IV. Les notes manuscrites de la consultation avec le sergent Raymond

[41] Peu après l’audience du présent contrôle judiciaire, la Cour a donné des instructions orales concernant un document d’une page contenu dans le dossier de la demanderesse et figurant dans une copie du dossier certifié du tribunal (DCT), qui n’était pas lisible dans la copie du DCT déposée auprès de la Cour :

[traduction]

Dans leurs observations écrites et orales, les parties ont soulevé la question de la consultation qui a eu lieu entre le conseiller disciplinaire sergent Adm et la « personne‐ressource nationale sur le recours à la force » sergent Raymond. Bien que les parties aient fait référence à des documents du dossier, notamment le courriel de Steve Madden du 9 mai 2019 et le courriel d’Helen Meinzinger du 17 mai 2019, il ne semble pas qu’elles aient fait référence aux notes prises le 8 avril 2019 concernant la consultation du sergent Adm avec le sergent Raymond (notes de consultation). Une copie lisible des notes de consultation est contenue dans le DCT à la page 237 du dossier de la demanderesse. Ce document est intitulé « Notes de discussion sur le recours à la force » dans la table des matières du DCT à la page 98 du dossier de la demanderesse.

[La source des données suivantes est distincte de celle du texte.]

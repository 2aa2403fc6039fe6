//! 5-axis coordinate and dimension model.
//!
//! Pixels are laid out row-major with X fastest, then Y, Z, Channel, Time.
//! Region selectors map deterministically onto a contiguous
//! (offset, pixel count) span, except [`Region::Box`], whose byte extraction
//! is the storage engine's contract; this module only validates its bounds.

use crate::error::{PixError, Result};
use serde::{Deserialize, Serialize};
use std::fmt;

/// Extents of a pixel set along the five axes. Fixed at creation,
/// immutable thereafter.
#[derive(Debug, Clone, Copy, PartialEq, Eq, Serialize, Deserialize)]
pub struct PixelShape {
    pub dx: u32,
    pub dy: u32,
    pub dz: u32,
    pub dc: u32,
    pub dt: u32,
}

impl PixelShape {
    pub fn new(dx: u32, dy: u32, dz: u32, dc: u32, dt: u32) -> Self {
        Self { dx, dy, dz, dc, dt }
    }

    /// Pixel count of the whole set.
    pub fn total_pixels(&self) -> u64 {
        self.dx as u64 * self.dy as u64 * self.dz as u64 * self.dc as u64 * self.dt as u64
    }

    /// Pixel count of one stack (full Z extent at fixed channel/time).
    pub fn stack_pixels(&self) -> u64 {
        self.dx as u64 * self.dy as u64 * self.dz as u64
    }

    /// Pixel count of one plane.
    pub fn plane_pixels(&self) -> u64 {
        self.dx as u64 * self.dy as u64
    }

    /// Number of planes in the set.
    pub fn plane_count(&self) -> u64 {
        self.dz as u64 * self.dc as u64 * self.dt as u64
    }

    /// Number of stacks in the set.
    pub fn stack_count(&self) -> u64 {
        self.dc as u64 * self.dt as u64
    }

    /// Pixel-unit offset of a coordinate, X fastest.
    pub fn offset(&self, x: u32, y: u32, z: u32, c: u32, t: u32) -> u64 {
        x as u64
            + self.dx as u64
                * (y as u64
                    + self.dy as u64
                        * (z as u64 + self.dz as u64 * (c as u64 + self.dc as u64 * t as u64)))
    }

    fn ranges(&self) -> String {
        format!(
            "(0..{},0..{},0..{},0..{},0..{})",
            self.dx - 1,
            self.dy - 1,
            self.dz - 1,
            self.dc - 1,
            self.dt - 1
        )
    }

    /// Check every constrained axis of `coord` against this shape.
    ///
    /// A violation reports the offending tuple and the valid ranges; values
    /// are never clamped. Unconstrained (-1) axes are skipped.
    pub fn check_coord(&self, coord: &Coord) -> Result<()> {
        let axes = [
            (coord.x, self.dx),
            (coord.y, self.dy),
            (coord.z, self.dz),
            (coord.c, self.dc),
            (coord.t, self.dt),
        ];
        for (value, extent) in axes {
            if value == Coord::UNSET {
                continue;
            }
            if value < 0 || value >= extent as i64 {
                return Err(PixError::OutOfRange(format!(
                    "coordinates (x,y,z,c,t)={} must be in range {}",
                    coord,
                    self.ranges()
                )));
            }
        }
        Ok(())
    }
}

impl fmt::Display for PixelShape {
    fn fmt(&self, f: &mut fmt::Formatter<'_>) -> fmt::Result {
        write!(
            f,
            "{},{},{},{},{}",
            self.dx, self.dy, self.dz, self.dc, self.dt
        )
    }
}

/// A 5-axis coordinate. -1 means "unconstrained by this operation";
/// any other value must satisfy `0 <= v < extent` for its axis.
#[derive(Debug, Clone, Copy, PartialEq, Eq)]
pub struct Coord {
    pub x: i64,
    pub y: i64,
    pub z: i64,
    pub c: i64,
    pub t: i64,
}

impl Coord {
    /// Sentinel for an unconstrained axis.
    pub const UNSET: i64 = -1;

    pub fn new(x: i64, y: i64, z: i64, c: i64, t: i64) -> Self {
        Self { x, y, z, c, t }
    }

    /// A fully unconstrained coordinate.
    pub fn unset() -> Self {
        Self::new(
            Self::UNSET,
            Self::UNSET,
            Self::UNSET,
            Self::UNSET,
            Self::UNSET,
        )
    }

    /// True when every axis is constrained.
    pub fn is_complete(&self) -> bool {
        self.x >= 0 && self.y >= 0 && self.z >= 0 && self.c >= 0 && self.t >= 0
    }
}

impl fmt::Display for Coord {
    fn fmt(&self, f: &mut fmt::Formatter<'_>) -> fmt::Result {
        write!(
            f,
            "({},{},{},{},{})",
            self.x, self.y, self.z, self.c, self.t
        )
    }
}

/// A contiguous run of pixels: start offset and count, both in pixel units.
#[derive(Debug, Clone, Copy, PartialEq, Eq)]
pub struct PixelSpan {
    pub offset: u64,
    pub count: u64,
}

/// Sub-region selector for pixel operations.
#[derive(Debug, Clone, Copy, PartialEq, Eq)]
pub enum Region {
    /// The entire pixel set.
    WholeSet,
    /// Full Z extent at fixed channel/time.
    Stack { c: i64, t: i64 },
    /// A single 2-D slice.
    Plane { z: i64, c: i64, t: i64 },
    /// `rows` consecutive rows starting at Y within one plane.
    RowRange {
        y: i64,
        z: i64,
        c: i64,
        t: i64,
        rows: i64,
    },
    /// Axis-aligned box bounded by two coordinate tuples; byte extraction is
    /// delegated to the storage engine.
    Box { lo: Coord, hi: Coord },
}

impl Region {
    /// Resolve the selector to a contiguous (offset, count) span.
    ///
    /// Fails when required coordinates are unconstrained, out of range, or
    /// (for row ranges) when the range runs past the Y extent. `Box` has no
    /// contiguous span; it is bounds-checked only and yields `None`.
    pub fn span(&self, shape: &PixelShape) -> Result<Option<PixelSpan>> {
        match *self {
            Region::WholeSet => Ok(Some(PixelSpan {
                offset: 0,
                count: shape.total_pixels(),
            })),
            Region::Stack { c, t } => {
                if c < 0 || t < 0 {
                    return Err(PixError::Malformed(
                        "Parameters theC and theT must be specified to do operations on stacks"
                            .to_string(),
                    ));
                }
                let coord = Coord::new(Coord::UNSET, Coord::UNSET, Coord::UNSET, c, t);
                shape.check_coord(&coord)?;
                Ok(Some(PixelSpan {
                    offset: shape.offset(0, 0, 0, c as u32, t as u32),
                    count: shape.stack_pixels(),
                }))
            }
            Region::Plane { z, c, t } => {
                if z < 0 || c < 0 || t < 0 {
                    return Err(PixError::Malformed(
                        "Parameters theZ, theC and theT must be specified to do operations on planes"
                            .to_string(),
                    ));
                }
                let coord = Coord::new(Coord::UNSET, Coord::UNSET, z, c, t);
                shape.check_coord(&coord)?;
                Ok(Some(PixelSpan {
                    offset: shape.offset(0, 0, z as u32, c as u32, t as u32),
                    count: shape.plane_pixels(),
                }))
            }
            Region::RowRange { y, z, c, t, rows } => {
                if y < 0 || z < 0 || c < 0 || t < 0 {
                    return Err(PixError::Malformed(
                        "Parameters theY, theZ, theC and theT must be specified to do operations on rows"
                            .to_string(),
                    ));
                }
                if rows < 1 {
                    return Err(PixError::Malformed(format!(
                        "nRows must be positive, not {}",
                        rows
                    )));
                }
                let coord = Coord::new(Coord::UNSET, y, z, c, t);
                shape.check_coord(&coord)?;
                if y + rows - 1 >= shape.dy as i64 {
                    return Err(PixError::OutOfRange(format!(
                        "theY + nRows ({} + {} = {}) must not exceed dY ({})",
                        y,
                        rows,
                        y + rows,
                        shape.dy
                    )));
                }
                Ok(Some(PixelSpan {
                    offset: shape.offset(0, y as u32, z as u32, c as u32, t as u32),
                    count: shape.dx as u64 * rows as u64,
                }))
            }
            Region::Box { lo, hi } => {
                for corner in [&lo, &hi] {
                    if !corner.is_complete() {
                        return Err(PixError::Malformed(
                            "ROI corners must constrain all five axes".to_string(),
                        ));
                    }
                    shape.check_coord(corner)?;
                }
                Ok(None)
            }
        }
    }
}

#[cfg(test)]
mod tests {
    use super::*;
    use std::collections::HashSet;

    fn shape() -> PixelShape {
        PixelShape::new(10, 20, 3, 2, 4)
    }

    #[test]
    fn test_offset_row_major() {
        let s = shape();
        assert_eq!(s.offset(0, 0, 0, 0, 0), 0);
        assert_eq!(s.offset(1, 0, 0, 0, 0), 1);
        assert_eq!(s.offset(0, 1, 0, 0, 0), 10);
        assert_eq!(s.offset(0, 0, 1, 0, 0), 200);
        assert_eq!(s.offset(0, 0, 0, 1, 0), 600);
        assert_eq!(s.offset(0, 0, 0, 0, 1), 1200);
        assert_eq!(s.offset(9, 19, 2, 1, 3), s.total_pixels() - 1);
    }

    #[test]
    fn test_offset_injective() {
        // exhaustive over a small shape
        let s = PixelShape::new(3, 4, 2, 2, 3);
        let mut seen = HashSet::new();
        for t in 0..s.dt {
            for c in 0..s.dc {
                for z in 0..s.dz {
                    for y in 0..s.dy {
                        for x in 0..s.dx {
                            assert!(seen.insert(s.offset(x, y, z, c, t)));
                        }
                    }
                }
            }
        }
        assert_eq!(seen.len() as u64, s.total_pixels());
    }

    #[test]
    fn test_selector_counts() {
        let s = shape();
        let whole = Region::WholeSet.span(&s).unwrap().unwrap();
        assert_eq!(whole.count, 10 * 20 * 3 * 2 * 4);
        let stack = Region::Stack { c: 1, t: 2 }.span(&s).unwrap().unwrap();
        assert_eq!(stack.count, 10 * 20 * 3);
        assert_eq!(stack.offset, s.offset(0, 0, 0, 1, 2));
        let plane = Region::Plane { z: 2, c: 0, t: 3 }.span(&s).unwrap().unwrap();
        assert_eq!(plane.count, 10 * 20);
        let rows = Region::RowRange {
            y: 4,
            z: 0,
            c: 0,
            t: 0,
            rows: 5,
        }
        .span(&s)
        .unwrap()
        .unwrap();
        assert_eq!(rows.count, 10 * 5);
        assert_eq!(rows.offset, s.offset(0, 4, 0, 0, 0));
    }

    #[test]
    fn test_bounds_reported_never_clamped() {
        let s = shape();
        let err = s
            .check_coord(&Coord::new(10, 0, 0, 0, 0))
            .unwrap_err()
            .to_string();
        assert!(err.contains("0..9"), "range missing from: {err}");
        assert!(err.contains("(10,0,0,0,0)"));
        assert!(s.check_coord(&Coord::new(9, 0, 0, 0, 0)).is_ok());
        // -1 skips the check entirely
        assert!(s.check_coord(&Coord::new(-1, -1, -1, -1, -1)).is_ok());
    }

    #[test]
    fn test_row_range_past_extent() {
        let s = shape();
        let region = Region::RowRange {
            y: 18,
            z: 0,
            c: 0,
            t: 0,
            rows: 3,
        };
        assert!(region.span(&s).is_err());
        let region = Region::RowRange {
            y: 18,
            z: 0,
            c: 0,
            t: 0,
            rows: 2,
        };
        assert!(region.span(&s).is_ok());
    }

    #[test]
    fn test_stack_requires_coordinates() {
        let s = shape();
        assert!(Region::Stack { c: -1, t: 0 }.span(&s).is_err());
        assert!(Region::Plane { z: 0, c: 0, t: -1 }.span(&s).is_err());
    }

    #[test]
    fn test_box_bounds_only() {
        let s = shape();
        let ok = Region::Box {
            lo: Coord::new(0, 0, 0, 0, 0),
            hi: Coord::new(9, 19, 2, 1, 3),
        };
        assert_eq!(ok.span(&s).unwrap(), None);
        let bad = Region::Box {
            lo: Coord::new(0, 0, 0, 0, 0),
            hi: Coord::new(10, 19, 2, 1, 3),
        };
        assert!(bad.span(&s).is_err());
        let incomplete = Region::Box {
            lo: Coord::new(0, 0, 0, 0, -1),
            hi: Coord::new(9, 19, 2, 1, 3),
        };
        assert!(incomplete.span(&s).is_err());
    }
}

Il convient de souligner que la copie des notes de consultation contenue dans la copie du DCT ID 7 déposée auprès de la Cour le 12 avril 2021 n’est pas lisible. La Cour estime que les notes de consultation peuvent être pertinentes. Par conséquent, si les parties souhaitent présenter des observations, dans la limite de cinq (5) pages, sur les notes de consultation, elles auront jusqu’à 16 h 30 le mercredi 17 novembre 2019 pour ce faire.

[42] En réponse aux instructions orales de la Cour, les deux parties ont présenté des observations supplémentaires. Les parties reconnaissent que la page de notes est constituée de notes manuscrites prises le 8 avril 2019 par le sergent Adm au sujet de sa consultation avec le sergent Raymond, la « personne‐ressource nationale sur le recours à la force ». Je traiterai du contenu des notes manuscrites dans le cadre de mon analyse plus loin.

V. Les questions en litige

[43] La demanderesse a soulevé les questions suivantes :

a) Quel est le critère de contrôle approprié à appliquer aux conclusions en cause dans la décision d’appel?

b) L’arbitre a‐t‐il commis une erreur en concluant que l’impossibilité pour la demanderesse de consulter la personne‐ressource n’a pas entraîné un manquement aux principes d’équité procédurale?

c) L’arbitre a‐t‐il privé la demanderesse de son droit à l’équité procédurale en soulevant de nouvelles questions sans lui donner l’occasion de présenter des observations?

d) L’application par l’arbitre du critère juridique de l’abus de pouvoir était‐elle raisonnable?

[44] Le défendeur a cité comme seule question en litige celle de savoir si la décision d’appel était raisonnable. Néanmoins, il reconnaît et aborde les deux questions d’équité procédurale soulevées par la demanderesse.

[45] Je reformule les questions en litige de la façon suivante :

a) La décideuse initiale a‐t‐elle respecté son devoir d’équité procédurale?

b) Si tel est le cas, le manquement aux principes d’équité procédurale a‐t‐il été corrigé au cours de la procédure d’appel devant l’arbitre?

c) Dans la négative, quelle est la réparation appropriée?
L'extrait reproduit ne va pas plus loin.